Any changes to the Indenture, the Notes, the Security Documents and any related documents, of a technical or conforming nature shall hereby be deemed made to the extent necessary to reflect the amendments described herein. The Trustee and Noteholder Collateral Agent are authorized and directed to enter into such other amendments or waivers to the Indenture, the Notes, the Note Guarantees, the Security Documents and the Intercreditor Agreement and any other applicable documents as are necessary to effectuate this Supplemental Indenture, including, without limitation, the entry into (i) the Amended and Restated Intercreditor Agreement in the form attached hereto as Annex A and (ii) the First Amendment to Security Agreement in the form attached hereto as Annex B.

SECTION 3. Effect and Operation of Supplemental Indenture. This Supplemental Indenture shall be effective and binding immediately upon its execution by the Company, the Guarantors and the Trustee and Noteholder Collateral Agent, and thereupon this Supplemental Indenture shall form a part of the Indenture for all purposes, and every Note and Guarantee heretofore or hereafter authenticated and delivered under the Indenture shall be bound hereby.
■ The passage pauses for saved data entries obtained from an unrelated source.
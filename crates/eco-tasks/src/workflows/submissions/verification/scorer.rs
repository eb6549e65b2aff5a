use std::sync::Arc;
use std::time::Duration;

use async_trait::async_trait;
use serde_json::Value;
use tokio::time::timeout;
use tracing::{debug, warn};

use super::policy::unit_interval;
use super::{
    ScoreSignals, FLAG_FRAUD_CHECK_UNAVAILABLE, FLAG_IMAGE_RECEIVED, FLAG_MISSING_IMAGE,
    FLAG_SCORER_UNAVAILABLE,
};

const FALLBACK_MIME_TYPE: &str = "image/jpeg";

/// Image payload handed to the evidence scorer.
#[derive(Debug, Clone, PartialEq, Eq)]
pub struct EvidenceImage {
    pub reference: String,
    pub mime_type: String,
    pub bytes: Vec<u8>,
}

impl EvidenceImage {
    pub fn new(reference: impl Into<String>, bytes: Vec<u8>) -> Self {
        let reference = reference.into();
        let mime_type = guess_mime_type(&reference);
        Self {
            reference,
            mime_type,
            bytes,
        }
    }

    /// Image known only by its storage reference, for scorers that fetch it themselves.
    pub fn reference_only(reference: impl Into<String>) -> Self {
        Self::new(reference, Vec::new())
    }
}

/// Content type for an image reference, defaulting to JPEG when the
/// extension is unknown or not an image.
pub fn guess_mime_type(reference: &str) -> String {
    mime_guess::from_path(reference)
        .first_raw()
        .filter(|mime| mime.starts_with("image/"))
        .unwrap_or(FALLBACK_MIME_TYPE)
        .to_string()
}

/// Evidence and claim text for one scoring pass.
#[derive(Debug, Clone, Default, PartialEq, Eq)]
pub struct ScoringRequest {
    pub image: Option<EvidenceImage>,
    pub claim: String,
    pub description: String,
}

#[derive(Debug, Clone, PartialEq)]
pub struct ScoreReport {
    pub confidence: f64,
    pub explanation: String,
}

#[derive(Debug, Clone, PartialEq)]
pub struct FraudReport {
    pub fraud: f64,
    pub explanation: String,
}

#[derive(Debug, thiserror::Error)]
pub enum ScorerError {
    #[error("scorer unavailable: {0}")]
    Unavailable(String),
    #[error("scorer returned malformed output: {0}")]
    Malformed(String),
    #[error("scorer did not answer within {0:?}")]
    TimedOut(Duration),
}

/// External oracle assessing submitted evidence. Treated as untrusted and slow.
#[async_trait]
pub trait EvidenceScorer: Send + Sync {
    /// Semantic consistency between the image and the claim.
    async fn score(
        &self,
        image: Option<&EvidenceImage>,
        claim: &str,
    ) -> Result<ScoreReport, ScorerError>;

    /// Likelihood that the image is staged, manipulated, or sourced elsewhere.
    async fn fraud_score(
        &self,
        image: Option<&EvidenceImage>,
        description: &str,
    ) -> Result<FraudReport, ScorerError>;
}

/// Extracts `field` and `explanation` from a model response.
///
/// Accepts a bare JSON object or text wrapping one; the numeric field is
/// clamped to `[0, 1]`.
pub fn parse_scorer_payload(text: &str, field: &str) -> Result<(f64, String), ScorerError> {
    let parsed = serde_json::from_str::<Value>(text)
        .ok()
        .filter(Value::is_object)
        .or_else(|| {
            let start = text.find('{')?;
            let end = text.rfind('}')?;
            if end <= start {
                return None;
            }
            serde_json::from_str::<Value>(&text[start..=end])
                .ok()
                .filter(Value::is_object)
        })
        .ok_or_else(|| ScorerError::Malformed("response is not a JSON object".to_string()))?;

    let score = parsed
        .get(field)
        .and_then(Value::as_f64)
        .and_then(|value| unit_interval(Some(value)))
        .ok_or_else(|| ScorerError::Malformed(format!("missing numeric `{field}`")))?;

    let explanation = parsed
        .get("explanation")
        .and_then(Value::as_str)
        .unwrap_or_default()
        .to_string();

    Ok((score, explanation))
}

/// Stand-in scorer used until a model is wired in: trusts the presence of an image.
#[derive(Debug, Clone)]
pub struct HeuristicScorer {
    pub with_image: f64,
    pub without_image: f64,
    pub fraud: f64,
}

impl Default for HeuristicScorer {
    fn default() -> Self {
        Self {
            with_image: 0.8,
            without_image: 0.3,
            fraud: 0.1,
        }
    }
}

#[async_trait]
impl EvidenceScorer for HeuristicScorer {
    async fn score(
        &self,
        image: Option<&EvidenceImage>,
        _claim: &str,
    ) -> Result<ScoreReport, ScorerError> {
        let (confidence, explanation) = match image {
            Some(_) => (self.with_image, "image received"),
            None => (self.without_image, "no image supplied"),
        };
        Ok(ScoreReport {
            confidence,
            explanation: explanation.to_string(),
        })
    }

    async fn fraud_score(
        &self,
        _image: Option<&EvidenceImage>,
        _description: &str,
    ) -> Result<FraudReport, ScorerError> {
        Ok(FraudReport {
            fraud: self.fraud,
            explanation: "no manipulation heuristics applied".to_string(),
        })
    }
}

/// Runs both scorer calls concurrently under a deadline and folds failures
/// into absent values.
#[derive(Clone)]
pub struct ScoringGateway {
    scorer: Arc<dyn EvidenceScorer>,
    deadline: Duration,
}

impl ScoringGateway {
    pub fn new(scorer: Arc<dyn EvidenceScorer>, deadline: Duration) -> Self {
        Self { scorer, deadline }
    }

    pub fn deadline(&self) -> Duration {
        self.deadline
    }

    pub async fn assess(&self, request: &ScoringRequest) -> ScoreSignals {
        let image = request.image.as_ref();
        let (score, fraud) = tokio::join!(
            timeout(self.deadline, self.scorer.score(image, &request.claim)),
            timeout(
                self.deadline,
                self.scorer.fraud_score(image, &request.description)
            ),
        );

        let mut flags = vec![if image.is_some() {
            FLAG_IMAGE_RECEIVED
        } else {
            FLAG_MISSING_IMAGE
        }
        .to_string()];

        let confidence = match score.unwrap_or(Err(ScorerError::TimedOut(self.deadline))) {
            Ok(report) => unit_interval(Some(report.confidence)),
            Err(err) => {
                warn!(error = %err, "confidence scoring failed");
                None
            }
        };
        if confidence.is_none() {
            flags.push(FLAG_SCORER_UNAVAILABLE.to_string());
        }

        let fraud = match fraud.unwrap_or(Err(ScorerError::TimedOut(self.deadline))) {
            Ok(report) => unit_interval(Some(report.fraud)),
            Err(err) => {
                warn!(error = %err, "fraud scoring failed");
                None
            }
        };
        if fraud.is_none() {
            flags.push(FLAG_FRAUD_CHECK_UNAVAILABLE.to_string());
        }

        debug!(?confidence, ?fraud, "evidence assessed");
        ScoreSignals::new(confidence, fraud, flags)
    }
}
Except as modified and amended by this Supplemental Indenture, all provisions of the Indenture shall remain in full force and effect; provided, that clauses d, g, h, i, j and n of Section 2 of this Supplemental Indenture shall not become operative until the time and date at which the Company notifies the Trustee and D.F. King & Co, Inc., in its capacity as Information Agent and Exchange Agent in connection with the Exchange Offer and Consent Solicitation (as defined in the Memorandum), of its acceptance of the Notes validly tendered in the Exchange Offer for exchange pursuant to, and subject to the terms and conditions set forth in, the Memorandum.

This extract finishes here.